Disorder-induced symmetry breaking in moiré bands of marginally twisted bilayer MoS$_2$
Pablo Reséndiz-Vázquez, Christophe de Beule, Thi-Hai-Yen Vu, Kaijian Xing, Daniel McEwen, Daniel Bennett, Liangtao Peng, Héctor González-Herrero, Shaffique Adam, Mark T. Edmonds, Michael S. Fuhrer
TL;DR
Disorder plays a fundamental role in shaping moiré bands in marginally twisted MoS2. The authors combine high-resolution STM/STS measurements with an electrostatic disorder model and a continuum moiré framework that includes lattice relaxation and interlayer bias to connect nanoscale charge puddles to band-edge onsets. They observe symmetry-breaking shifts of the valence and conduction band onsets between MX and XM domains, infer defect densities of order 10^11–10^12 cm^-2, and show that disorder-broadened, layer-polarized moiré bands reproduce the experimental data. These findings highlight the crucial influence of electrostatic disorder on moiré physics and emphasize the need to account for defects when pursuing flat-band and topological phenomena in moiré TMDs.
Abstract
Twisted transition-metal dichalcogenides host highly tunable moiré potentials, flat bands, and correlated electronic phases, yet the role of disorder in shaping these emergent properties remains largely unresolved. Using scanning tunneling spectroscopy, we investigate the impact of electrostatic disorder on the electronic structure of marginally twisted ($θ\approx 0.95^\circ$) bilayer MoS$_2$. Differences of 15 meV in the onset energies of the valence and conduction bands between MX- and XM-stacked regions are observed and are unexpected based on symmetry considerations.
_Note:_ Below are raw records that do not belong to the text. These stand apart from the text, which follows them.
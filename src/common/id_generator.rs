// src/common/id_generator.rs
//! Crockford Base32 ID Generator
//!
//! Generates human-readable, prefixed IDs using Crockford Base32 encoding.
//! Format: PREFIX_XXXXXXXXXX (e.g., U_K7NP3XQ2MA for users)
//!
//! No ambiguous characters (excludes I, L, O, U) and case-insensitive.

use rand::Rng;

/// Crockford Base32 alphabet (excludes I, L, O, U to avoid confusion)
pub const CROCKFORD_ALPHABET: &[u8; 32] = b"0123456789ABCDEFGHJKMNPQRSTVWXYZ";

/// Random characters in a user id; 32^10 keeps collisions out of reach
const USER_ID_LENGTH: usize = 10;

/// Entity type prefixes for ID generation
#[derive(Debug, Clone, Copy)]
pub enum EntityPrefix {
    /// User (U_)
    User,
}

impl EntityPrefix {
    pub fn as_str(&self) -> &'static str {
        match self {
            EntityPrefix::User => "U",
        }
    }
}

fn generate_crockford_string(length: usize) -> String {
    let mut rng = rand::thread_rng();
    (0..length)
        .map(|_| {
            let idx = rng.gen_range(0..32);
            CROCKFORD_ALPHABET[idx] as char
        })
        .collect()
}

/// Generate a prefixed ID with the given number of random characters
pub fn generate_id_with_length(prefix: EntityPrefix, length: usize) -> String {
    format!("{}_{}", prefix.as_str(), generate_crockford_string(length))
}

/// Generate a raw Crockford Base32 string without prefix
/// Used for secrets and other non-entity identifiers
pub fn generate_raw_id(length: usize) -> String {
    generate_crockford_string(length)
}

/// Generate a User ID (U_XXXXXXXXXX)
pub fn generate_user_id() -> String {
    generate_id_with_length(EntityPrefix::User, USER_ID_LENGTH)
}
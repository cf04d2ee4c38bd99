//! Authentication error taxonomy

use thiserror::Error;

/// Outcomes of the authentication flows that callers must tell apart.
///
/// Every named kind maps to a fixed transport status in
/// [`crate::common::ApiError`]; `Fault` carries anything unclassified and is
/// forwarded to the generic error path unchanged.
#[derive(Debug, Error)]
pub enum AuthError {
    #[error("authentication token is required")]
    MissingCredential,

    #[error("invalid authentication token")]
    InvalidCredential,

    #[error("authentication token has expired")]
    ExpiredCredential,

    #[error("user already exists")]
    UserAlreadyExists,

    #[error("user not found")]
    UserNotFound,

    #[error("processing failure: {0}")]
    ProcessingFailure(String),

    #[error(transparent)]
    Fault(#[from] anyhow::Error),
}
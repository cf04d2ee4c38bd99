// src/main.rs
use axum::{extract::Extension, Router};
use dotenv::dotenv;
use reqwest::Client;
use sqlx::sqlite::{SqliteConnectOptions, SqlitePoolOptions};
use std::path::PathBuf;
use std::{net::SocketAddr, str::FromStr, sync::Arc};
use tokio::net::TcpListener;
use tower_http::{cors::CorsLayer, trace::TraceLayer};
use tracing::info;
use tracing_subscriber::EnvFilter;

// ============================================================================
// MODULE IMPORTS
// ============================================================================

mod auth;
mod common;

// ============================================================================
// COMMON IMPORTS
// ============================================================================

use common::dev_mode::{apply_cli_override, print_dev_mode_status, DevModeConfig};
use common::{AppConfig, AppState};

// ============================================================================
// MAIN APPLICATION ENTRY POINT
// ============================================================================

#[tokio::main]
async fn main() -> anyhow::Result<()> {
    dotenv().ok();

    tracing_subscriber::fmt()
        .with_env_filter(
            EnvFilter::try_from_default_env().unwrap_or_else(|_| EnvFilter::new("info")),
        )
        .with_target(false)
        .init();

    // ========================================================================
    // ENVIRONMENT CONFIGURATION
    // ========================================================================

    let dev_mode = apply_cli_override(DevModeConfig::from_env());
    print_dev_mode_status(&dev_mode);

    let config = AppConfig::from_env(dev_mode)?;
    info!(
        google_client_id_configured = config.auth.google_client_id.is_some(),
        tokeninfo_url = %config.auth.tokeninfo_url,
        "Authentication configured"
    );

    // ========================================================================
    // DATABASE SETUP
    // ========================================================================

    if let Some(path_part) = config.database_url.strip_prefix("sqlite://") {
        let path_without_params = path_part.split('?').next().unwrap_or("");
        if !path_without_params.is_empty() && !path_without_params.starts_with(':') {
            let db_path = PathBuf::from(path_without_params);
            if let Some(parent) = db_path.parent() {
                if !parent.as_os_str().is_empty() {
                    tokio::fs::create_dir_all(parent).await?;
                }
            }
        }
    }

    let connect_options =
        SqliteConnectOptions::from_str(&config.database_url)?.create_if_missing(true);
    let pool = SqlitePoolOptions::new()
        .connect_with(connect_options)
        .await?;

    common::migrations::run_migrations(&pool).await?;

    // ========================================================================
    // APPLICATION STATE
    // ========================================================================

    let http_client = Client::builder().build()?;
    let shared = Arc::new(AppState::new(pool, http_client, &config.auth));

    // ========================================================================
    // ROUTER COMPOSITION
    // ========================================================================

    let origins: Vec<axum::http::HeaderValue> = config
        .cors_origins
        .iter()
        .filter_map(|origin| origin.parse().ok())
        .collect();

    let app = Router::new()
        .merge(auth::auth_routes())
        .layer(Extension(shared))
        .layer(
            CorsLayer::new()
                .allow_origin(origins)
                .allow_methods([
                    axum::http::Method::GET,
                    axum::http::Method::POST,
                    axum::http::Method::OPTIONS,
                ])
                .allow_headers([
                    axum::http::header::CONTENT_TYPE,
                    axum::http::header::AUTHORIZATION,
                ])
                .allow_credentials(true),
        )
        .layer(TraceLayer::new_for_http());

    // ========================================================================
    // SERVER STARTUP
    // ========================================================================

    let addr = SocketAddr::from(([0, 0, 0, 0], config.port));
    info!("Listening on {}", addr);
    let listener = TcpListener::bind(addr).await?;
    axum::serve(listener, app.into_make_service()).await?;

    Ok(())
}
We further observe spatially correlated disorder in the band onset energy that is consistent with a background random charge density of a few $10^{11}\,\mathrm{cm}^{-2}$. Continuum model calculations for twisted MoS$_2$ reveal dramatic changes in the low-energy moiré bands in response to an electric displacement field, in quantitative agreement with experiment. Moreover, the calculated local density of states including disorder broadening reproduces the experimental observations only when structural relaxation is taken into account. These results highlight the critical role of electrostatic disorder in determining the electronic structure of moiré materials at the nanoscale.